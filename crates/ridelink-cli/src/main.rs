use std::io;

use anyhow::Result;
use clap::Parser;
use tracing_subscriber::EnvFilter;

mod cli;
mod commands;
mod config;
mod format;

use cli::{Cli, Commands};
use commands::{MonitorOptions, cmd_config, cmd_decode, cmd_monitor};

#[tokio::main]
async fn main() -> Result<()> {
    let cli = Cli::parse();

    let filter = if cli.quiet {
        EnvFilter::new("warn")
    } else if cli.verbose {
        EnvFilter::new("debug")
    } else {
        EnvFilter::try_from_default_env().unwrap_or_else(|_| EnvFilter::new("info"))
    };

    // Logs go to stderr so JSON output on stdout stays clean.
    tracing_subscriber::fmt()
        .with_env_filter(filter)
        .with_writer(io::stderr)
        .init();

    let explicit = cli.config.as_deref();

    match cli.command {
        Commands::Monitor(args) => {
            let mut config = config::load(explicit)?;
            config::apply_monitor_overrides(&mut config, &args)?;
            cmd_monitor(
                config,
                MonitorOptions {
                    kind: args.kind,
                    json: args.json,
                    count: args.count,
                    quiet: cli.quiet,
                },
            )
            .await?;
        }
        Commands::Decode(args) => {
            let config = config::load(explicit)?;
            cmd_decode(args.kind, &args.payloads, args.json, &config.bounds)?;
        }
        Commands::Config { action } => {
            cmd_config(action, explicit, cli.quiet)?;
        }
    }

    Ok(())
}
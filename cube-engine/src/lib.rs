//! FILENAME: cube-engine/src/lib.rs
//! Cube aggregation subsystem.
//!
//! Computes `GROUP BY ... WITH CUBE`: one aggregate for every subset of
//! 1 to 4 grouping dimensions, including the empty subset (grand total).
//!
//! Layers:
//! - `definition`: Tag types and serializable options (what a cube request IS)
//! - `keys`: Per-row key tuples and key-selector sets
//! - `source`: The record source and its grouping primitive
//! - `aggregate`: Built-in aggregate functions
//! - `engine`: Subset enumeration (HOW we calculate)
//! - `result`: Cube rows and memoized marginals (WHAT callers read)

pub mod aggregate;
pub mod definition;
pub mod engine;
pub mod error;
pub mod keys;
pub mod result;
pub mod source;

#[cfg(test)]
mod tests;

pub use aggregate::{measure, Accumulator, AggregationType};
pub use definition::*;
pub use engine::{
    cube, cube1, cube2, cube3, cube4, cube_dyn, cube_with, try_cube, try_cube_with, Cube1, Cube2,
    Cube3, Cube4, DynamicCube,
};
pub use error::CubeError;
pub use keys::{CubeKeys, Dimensions, DynamicKeys, Marginal, OrderedFloat};
pub use result::{CubeResult, CubeRow, CubeStats};
pub use source::{partition_records, CubeSource, Group};
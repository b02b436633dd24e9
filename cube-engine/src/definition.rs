//! FILENAME: cube-engine/src/definition.rs
//! Cube Definition - Tag types and the serializable request options.
//!
//! These types describe a cube request and the shape of its rows:
//! - Which dimensions a row is grouped on (`SpecifiedDimensions`)
//! - The present-value wrapper for a grouped dimension (`GroupKey`)
//! - How the subsets are evaluated (`CubeOptions`)

use std::fmt;
use std::ops::BitOr;

use serde::{Deserialize, Serialize};

/// Largest supported number of grouping dimensions.
pub const MAX_DIMENSIONS: usize = 4;

// ============================================================================
// SPECIFIED DIMENSIONS
// ============================================================================

/// Bitmask over {Dim1, Dim2, Dim3, Dim4} recording which dimensions a row is
/// grouped on. A cleared bit means the dimension is rolled up.
#[derive(Debug, Clone, Copy, PartialEq, Eq, Hash, PartialOrd, Ord, Default, Serialize, Deserialize)]
#[serde(from = "u8")]
pub struct SpecifiedDimensions(u8);

impl SpecifiedDimensions {
    /// Every dimension rolled up (the grand total).
    pub const NONE: SpecifiedDimensions = SpecifiedDimensions(0);
    pub const DIM1: SpecifiedDimensions = SpecifiedDimensions(1);
    pub const DIM2: SpecifiedDimensions = SpecifiedDimensions(2);
    pub const DIM3: SpecifiedDimensions = SpecifiedDimensions(4);
    pub const DIM4: SpecifiedDimensions = SpecifiedDimensions(8);

    /// Builds a mask from raw bits. Bits above `MAX_DIMENSIONS` are dropped.
    pub fn from_bits(bits: u8) -> Self {
        SpecifiedDimensions(bits & Self::all(MAX_DIMENSIONS).0)
    }

    pub fn bits(self) -> u8 {
        self.0
    }

    /// The mask with only `dimension` (1-based) specified.
    /// Out-of-range dimensions yield `NONE`.
    pub fn single(dimension: usize) -> Self {
        if (1..=MAX_DIMENSIONS).contains(&dimension) {
            SpecifiedDimensions(1 << (dimension - 1))
        } else {
            Self::NONE
        }
    }

    /// The mask with the first `dimensions` dimensions specified.
    pub fn all(dimensions: usize) -> Self {
        let n = dimensions.min(MAX_DIMENSIONS);
        SpecifiedDimensions(((1u16 << n) - 1) as u8)
    }

    /// Every subset of the first `dimensions` dimensions, `NONE` first.
    pub fn subsets(dimensions: usize) -> impl Iterator<Item = SpecifiedDimensions> {
        let n = dimensions.min(MAX_DIMENSIONS);
        (0..(1u16 << n)).map(|bits| SpecifiedDimensions(bits as u8))
    }

    /// Whether `dimension` (1-based) is specified.
    pub fn contains(self, dimension: usize) -> bool {
        let single = Self::single(dimension);
        single != Self::NONE && self.0 & single.0 == single.0
    }

    /// Number of specified dimensions.
    pub fn len(self) -> usize {
        self.0.count_ones() as usize
    }

    pub fn is_empty(self) -> bool {
        self.0 == 0
    }

    /// The specified dimensions as 1-based indices, ascending.
    pub fn iter(self) -> impl Iterator<Item = usize> {
        (1..=MAX_DIMENSIONS).filter(move |&d| self.contains(d))
    }
}

impl From<u8> for SpecifiedDimensions {
    fn from(bits: u8) -> Self {
        SpecifiedDimensions::from_bits(bits)
    }
}

impl BitOr for SpecifiedDimensions {
    type Output = SpecifiedDimensions;

    fn bitor(self, rhs: Self) -> Self::Output {
        SpecifiedDimensions(self.0 | rhs.0)
    }
}

impl fmt::Display for SpecifiedDimensions {
    fn fmt(&self, f: &mut fmt::Formatter<'_>) -> fmt::Result {
        if self.is_empty() {
            return write!(f, "None");
        }
        let names: Vec<String> = self.iter().map(|d| format!("Dim{}", d)).collect();
        write!(f, "{}", names.join("|"))
    }
}

// ============================================================================
// GROUP KEY
// ============================================================================

/// A dimension value on a row where that dimension is specified.
///
/// Rows carry `Option<GroupKey<T>>` per dimension. `None` means rolled up;
/// `Some(GroupKey(v))` means grouped on `v`, even when `v` is itself a
/// default or `None` value of `T`.
#[derive(Debug, Clone, PartialEq, Eq, Hash, PartialOrd, Ord, Serialize, Deserialize)]
pub struct GroupKey<T>(T);

impl<T> GroupKey<T> {
    pub fn new(value: T) -> Self {
        GroupKey(value)
    }

    pub fn value(&self) -> &T {
        &self.0
    }

    pub fn into_value(self) -> T {
        self.0
    }
}

// ============================================================================
// OPTIONS
// ============================================================================

/// How the 2^N subset computations are scheduled.
#[derive(Debug, Clone, Copy, PartialEq, Eq, Hash, Default, Serialize, Deserialize)]
pub enum EvaluationMode {
    /// One subset after another on the calling thread.
    #[default]
    Sequential,
    /// Subsets spread over the rayon thread pool.
    Parallel,
}

/// Options for a single cube computation.
#[derive(Debug, Clone, Default, PartialEq, Eq, Serialize, Deserialize)]
pub struct CubeOptions {
    #[serde(default)]
    pub mode: EvaluationMode,

    /// Name shown in log output.
    #[serde(default)]
    pub label: Option<String>,
}

impl CubeOptions {
    pub fn new() -> Self {
        CubeOptions::default()
    }

    pub fn parallel() -> Self {
        CubeOptions {
            mode: EvaluationMode::Parallel,
            label: None,
        }
    }

    pub fn with_label(mut self, label: impl Into<String>) -> Self {
        self.label = Some(label.into());
        self
    }
}
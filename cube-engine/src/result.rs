//! FILENAME: cube-engine/src/result.rs
//! Cube Result - the flat row set and its memoized lookups.
//!
//! Rows are read-only once the enumerator hands them over. Marginal maps
//! (one per dimension) and the grand total are derived from the rows on
//! first access and cached in `OnceLock`s, so concurrent readers compute
//! each of them at most once.

use std::fmt;
use std::hash::Hash;
use std::sync::atomic::{AtomicUsize, Ordering};
use std::sync::OnceLock;

use log::trace;
use rustc_hash::FxHashMap;
use serde::Serialize;

use crate::definition::{GroupKey, SpecifiedDimensions};
use crate::error::CubeError;
use crate::keys::{CubeKeys, DynamicKeys, Marginal};

// ============================================================================
// CUBE ROW
// ============================================================================

/// One aggregated row: the keys of its group, which dimensions are
/// specified, and the aggregate over the group's records.
#[derive(Debug, Clone, PartialEq, Serialize)]
pub struct CubeRow<D, A> {
    keys: D,
    specified: SpecifiedDimensions,
    aggregate: A,
}

impl<D, A> CubeRow<D, A> {
    pub(crate) fn new(keys: D, specified: SpecifiedDimensions, aggregate: A) -> Self {
        CubeRow {
            keys,
            specified,
            aggregate,
        }
    }

    pub fn keys(&self) -> &D {
        &self.keys
    }

    pub fn specified(&self) -> SpecifiedDimensions {
        self.specified
    }

    pub fn aggregate(&self) -> &A {
        &self.aggregate
    }

    /// Key of dimension `I` (1-based); `None` when rolled up.
    pub fn key<const I: usize>(&self) -> Option<&GroupKey<<D as Marginal<I>>::Key>>
    where
        D: Marginal<I>,
    {
        <D as Marginal<I>>::key(&self.keys)
    }

    pub fn into_parts(self) -> (D, SpecifiedDimensions, A) {
        (self.keys, self.specified, self.aggregate)
    }
}

// ============================================================================
// STATS
// ============================================================================

/// Figures collected while the cube was built.
#[derive(Debug, Clone, Default, PartialEq, Eq, Serialize)]
pub struct CubeStats {
    pub dimensions: usize,
    pub subsets: usize,
    pub rows: usize,
    pub build_time_ms: u64,
}

// ============================================================================
// CUBE RESULT
// ============================================================================

/// Every row of a cube plus memoized per-dimension marginals and grand total.
pub struct CubeResult<D: CubeKeys, A> {
    rows: Vec<CubeRow<D, A>>,
    stats: CubeStats,
    marginals: D::Marginals<A>,
    /// Index of the fully rolled-up row, if any.
    grand_total: OnceLock<Option<usize>>,
    lazy_computations: AtomicUsize,
}

impl<D: CubeKeys, A> CubeResult<D, A> {
    pub(crate) fn from_rows(rows: Vec<CubeRow<D, A>>, stats: CubeStats) -> Self {
        CubeResult {
            rows,
            stats,
            marginals: Default::default(),
            grand_total: OnceLock::new(),
            lazy_computations: AtomicUsize::new(0),
        }
    }

    /// All rows, in the order the subsets were merged.
    pub fn all_rows(&self) -> &[CubeRow<D, A>] {
        &self.rows
    }

    pub fn into_rows(self) -> Vec<CubeRow<D, A>> {
        self.rows
    }

    /// Rows grouped on exactly the `specified` dimensions.
    pub fn rows_for(
        &self,
        specified: SpecifiedDimensions,
    ) -> impl Iterator<Item = &CubeRow<D, A>> + '_ {
        self.rows.iter().filter(move |r| r.specified == specified)
    }

    /// Distinct subset tags present among the rows, ascending.
    pub fn subsets(&self) -> Vec<SpecifiedDimensions> {
        let mut masks: Vec<SpecifiedDimensions> = self.rows.iter().map(|r| r.specified).collect();
        masks.sort_unstable();
        masks.dedup();
        masks
    }

    pub fn dimensions(&self) -> usize {
        self.stats.dimensions
    }

    pub fn stats(&self) -> &CubeStats {
        &self.stats
    }

    /// How many memoized values have been computed so far.
    pub fn lazy_computations(&self) -> usize {
        self.lazy_computations.load(Ordering::SeqCst)
    }

    /// Aggregate of the row where every dimension is rolled up.
    pub fn grand_total(&self) -> Result<&A, CubeError> {
        let index = self.grand_total.get_or_init(|| {
            self.lazy_computations.fetch_add(1, Ordering::SeqCst);
            trace!("Computing grand total over {} rows", self.rows.len());
            self.rows.iter().position(|r| r.specified.is_empty())
        });

        index
            .map(|i| &self.rows[i].aggregate)
            .ok_or(CubeError::MissingGrandTotalRow)
    }

    /// Value -> aggregate for rows where only `specified` is grouped on.
    fn collect_marginal<K, F>(&self, specified: SpecifiedDimensions, key: F) -> FxHashMap<K, A>
    where
        K: Clone + Eq + Hash,
        A: Clone,
        F: Fn(&D) -> Option<&GroupKey<K>>,
    {
        self.lazy_computations.fetch_add(1, Ordering::SeqCst);
        let map: FxHashMap<K, A> = self
            .rows
            .iter()
            .filter(|r| r.specified == specified)
            .filter_map(|r| key(&r.keys).map(|k| (k.value().clone(), r.aggregate.clone())))
            .collect();
        trace!("Computed marginal for {}: {} values", specified, map.len());
        map
    }

    /// Marginal of dimension `I` (1-based): each distinct value of that
    /// dimension mapped to its aggregate with every other dimension rolled up.
    pub fn dimension<const I: usize>(&self) -> &FxHashMap<<D as Marginal<I>>::Key, A>
    where
        D: Marginal<I>,
        A: Clone,
    {
        <D as Marginal<I>>::slot(&self.marginals).get_or_init(|| {
            self.collect_marginal(SpecifiedDimensions::single(I), <D as Marginal<I>>::key)
        })
    }
}

impl<K, A> CubeResult<DynamicKeys<K>, A>
where
    K: Clone + Eq + Hash + Send + Sync,
    A: Clone,
{
    /// Marginal of `dimension` (1-based) for cubes built from a runtime
    /// selector list.
    pub fn dimension_at(&self, dimension: usize) -> Result<&FxHashMap<K, A>, CubeError> {
        if dimension == 0 || dimension > self.stats.dimensions {
            return Err(CubeError::InvalidDimension {
                index: dimension,
                dimensions: self.stats.dimensions,
            });
        }

        let slot = &self.marginals[dimension - 1];
        Ok(slot.get_or_init(|| {
            self.collect_marginal(SpecifiedDimensions::single(dimension), |keys| {
                keys.get(dimension)
            })
        }))
    }
}

impl<D, A> fmt::Debug for CubeResult<D, A>
where
    D: CubeKeys + fmt::Debug,
    A: fmt::Debug,
{
    fn fmt(&self, f: &mut fmt::Formatter<'_>) -> fmt::Result {
        f.debug_struct("CubeResult")
            .field("stats", &self.stats)
            .field("rows", &self.rows)
            .finish()
    }
}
-----
◆ Problem requirements
Repeat, exactly as they stand above, the lines from the line with "serializable request options." to the line with "pub fn single(dimension: usize)", both lines included.

◆ Solution to this exercise
//! Cube Definition - Tag types and the serializable request options.
//!
//! These types describe a cube request and the shape of its rows:
//! - Which dimensions a row is grouped on (`SpecifiedDimensions`)
//! - The present-value wrapper for a grouped dimension (`GroupKey`)
//! - How the subsets are evaluated (`CubeOptions`)

use std::fmt;
use std::ops::BitOr;

use serde::{Deserialize, Serialize};

/// Largest supported number of grouping dimensions.
pub const MAX_DIMENSIONS: usize = 4;

// ============================================================================
// SPECIFIED DIMENSIONS
// ============================================================================

/// Bitmask over {Dim1, Dim2, Dim3, Dim4} recording which dimensions a row is
/// grouped on. A cleared bit means the dimension is rolled up.
#[derive(Debug, Clone, Copy, PartialEq, Eq, Hash, PartialOrd, Ord, Default, Serialize, Deserialize)]
#[serde(from = "u8")]
pub struct SpecifiedDimensions(u8);

impl SpecifiedDimensions {
    /// Every dimension rolled up (the grand total).
    pub const NONE: SpecifiedDimensions = SpecifiedDimensions(0);
    pub const DIM1: SpecifiedDimensions = SpecifiedDimensions(1);
    pub const DIM2: SpecifiedDimensions = SpecifiedDimensions(2);
    pub const DIM3: SpecifiedDimensions = SpecifiedDimensions(4);
    pub const DIM4: SpecifiedDimensions = SpecifiedDimensions(8);

    /// Builds a mask from raw bits. Bits above `MAX_DIMENSIONS` are dropped.
    pub fn from_bits(bits: u8) -> Self {
        SpecifiedDimensions(bits & Self::all(MAX_DIMENSIONS).0)
    }

    pub fn bits(self) -> u8 {
        self.0
    }

    /// The mask with only `dimension` (1-based) specified.
    /// Out-of-range dimensions yield `NONE`.
    pub fn single(dimension: usize) -> Self {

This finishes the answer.